Entries taken from a collection
----------

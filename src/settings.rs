//! Process-wide backend selection.
//!
//! The selection is a fixed catalog identifier plus an optional cloud
//! credential. It is read fresh at the top of every task, so a change made
//! through [`SettingsHandle::replace`] applies to the next call.

use std::{fmt, str::FromStr, sync::Arc};

use serde::{Deserialize, Serialize};
use tokio::sync::RwLock;

use crate::error::TutorError;

/// Identifiers offered by the model picker.
#[derive(Debug, Clone, Copy, PartialEq, Eq, Hash, Serialize, Deserialize)]
pub enum BackendChoice {
  #[serde(rename = "local")]
  Local,
  #[serde(rename = "gemini-1.5-flash")]
  Gemini15Flash,
  #[serde(rename = "gemini-1.5-pro")]
  Gemini15Pro,
  #[serde(rename = "gemini-2.0-flash-exp")]
  Gemini20FlashExp,
}

impl BackendChoice {
  pub const ALL: [BackendChoice; 4] = [
    BackendChoice::Local,
    BackendChoice::Gemini15Flash,
    BackendChoice::Gemini15Pro,
    BackendChoice::Gemini20FlashExp,
  ];

  pub fn as_str(self) -> &'static str {
    match self {
      BackendChoice::Local => "local",
      BackendChoice::Gemini15Flash => "gemini-1.5-flash",
      BackendChoice::Gemini15Pro => "gemini-1.5-pro",
      BackendChoice::Gemini20FlashExp => "gemini-2.0-flash-exp",
    }
  }

  pub fn display_name(self) -> &'static str {
    match self {
      BackendChoice::Local => "On-device model",
      BackendChoice::Gemini15Flash => "Gemini 1.5 Flash",
      BackendChoice::Gemini15Pro => "Gemini 1.5 Pro",
      BackendChoice::Gemini20FlashExp => "Gemini 2.0 Flash (Experimental)",
    }
  }

  pub fn is_cloud(self) -> bool {
    self != BackendChoice::Local
  }
}

impl fmt::Display for BackendChoice {
  fn fmt(&self, f: &mut fmt::Formatter<'_>) -> fmt::Result {
    f.write_str(self.as_str())
  }
}

impl FromStr for BackendChoice {
  type Err = TutorError;

  fn from_str(s: &str) -> Result<Self, Self::Err> {
    let wanted = s.trim();
    BackendChoice::ALL
      .into_iter()
      .find(|c| c.as_str().eq_ignore_ascii_case(wanted))
      .ok_or_else(|| TutorError::Config(format!("unknown backend '{wanted}'")))
  }
}

/// Resolved backend for one task invocation.
#[derive(Clone, PartialEq, Eq)]
pub enum ModelBackend {
  OnDevice,
  CloudApi { name: String, credential: String },
}

impl fmt::Debug for ModelBackend {
  fn fmt(&self, f: &mut fmt::Formatter<'_>) -> fmt::Result {
    match self {
      ModelBackend::OnDevice => f.write_str("OnDevice"),
      ModelBackend::CloudApi { name, .. } => f.debug_struct("CloudApi").field("name", name).finish_non_exhaustive(),
    }
  }
}

/// A credential is usable when it is non-empty and made only of printable
/// ASCII without spaces.
pub fn is_well_formed_credential(key: &str) -> bool {
  !key.is_empty() && key.chars().all(|c| c.is_ascii_graphic())
}

#[derive(Clone, PartialEq, Eq)]
pub struct BackendSettings {
  pub choice: BackendChoice,
  pub credential: Option<String>,
}

impl Default for BackendSettings {
  fn default() -> Self {
    Self { choice: BackendChoice::Local, credential: None }
  }
}

impl fmt::Debug for BackendSettings {
  fn fmt(&self, f: &mut fmt::Formatter<'_>) -> fmt::Result {
    f.debug_struct("BackendSettings")
      .field("choice", &self.choice)
      .field("has_credential", &self.has_credential())
      .finish()
  }
}

impl BackendSettings {
  pub fn new(choice: BackendChoice, credential: Option<String>) -> Self {
    Self { choice, credential }
  }

  pub fn has_credential(&self) -> bool {
    self.credential.as_deref().map(str::trim).is_some_and(is_well_formed_credential)
  }

  /// Map the selection to a backend. Cloud choices without a usable
  /// credential fail here, before any request is made.
  pub fn resolve(&self) -> Result<ModelBackend, TutorError> {
    if !self.choice.is_cloud() {
      return Ok(ModelBackend::OnDevice);
    }
    let key = self.credential.as_deref().map(str::trim).unwrap_or_default();
    if !is_well_formed_credential(key) {
      return Err(TutorError::MissingCredential);
    }
    Ok(ModelBackend::CloudApi { name: self.choice.as_str().to_string(), credential: key.to_string() })
  }
}

/// Shared, clonable handle to the current selection.
#[derive(Clone, Default)]
pub struct SettingsHandle {
  inner: Arc<RwLock<BackendSettings>>,
}

impl SettingsHandle {
  pub fn new(settings: BackendSettings) -> Self {
    Self { inner: Arc::new(RwLock::new(settings)) }
  }

  pub async fn snapshot(&self) -> BackendSettings {
    self.inner.read().await.clone()
  }

  pub async fn replace(&self, settings: BackendSettings) {
    *self.inner.write().await = settings;
  }

  /// Derive the next settings from the current ones under a single write
  /// lock and store them. On error the stored settings are left untouched.
  pub async fn try_update<E>(
    &self,
    next: impl FnOnce(&BackendSettings) -> Result<BackendSettings, E>,
  ) -> Result<BackendSettings, E> {
    let mut guard = self.inner.write().await;
    let updated = next(&guard)?;
    *guard = updated.clone();
    Ok(updated)
  }
}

----------

→ **What is required**
Copy out the lines above that hold the string "task".

→ **Result**
//! credential. It is read fresh at the top of every task, so a change made
/// Resolved backend for one task invocation.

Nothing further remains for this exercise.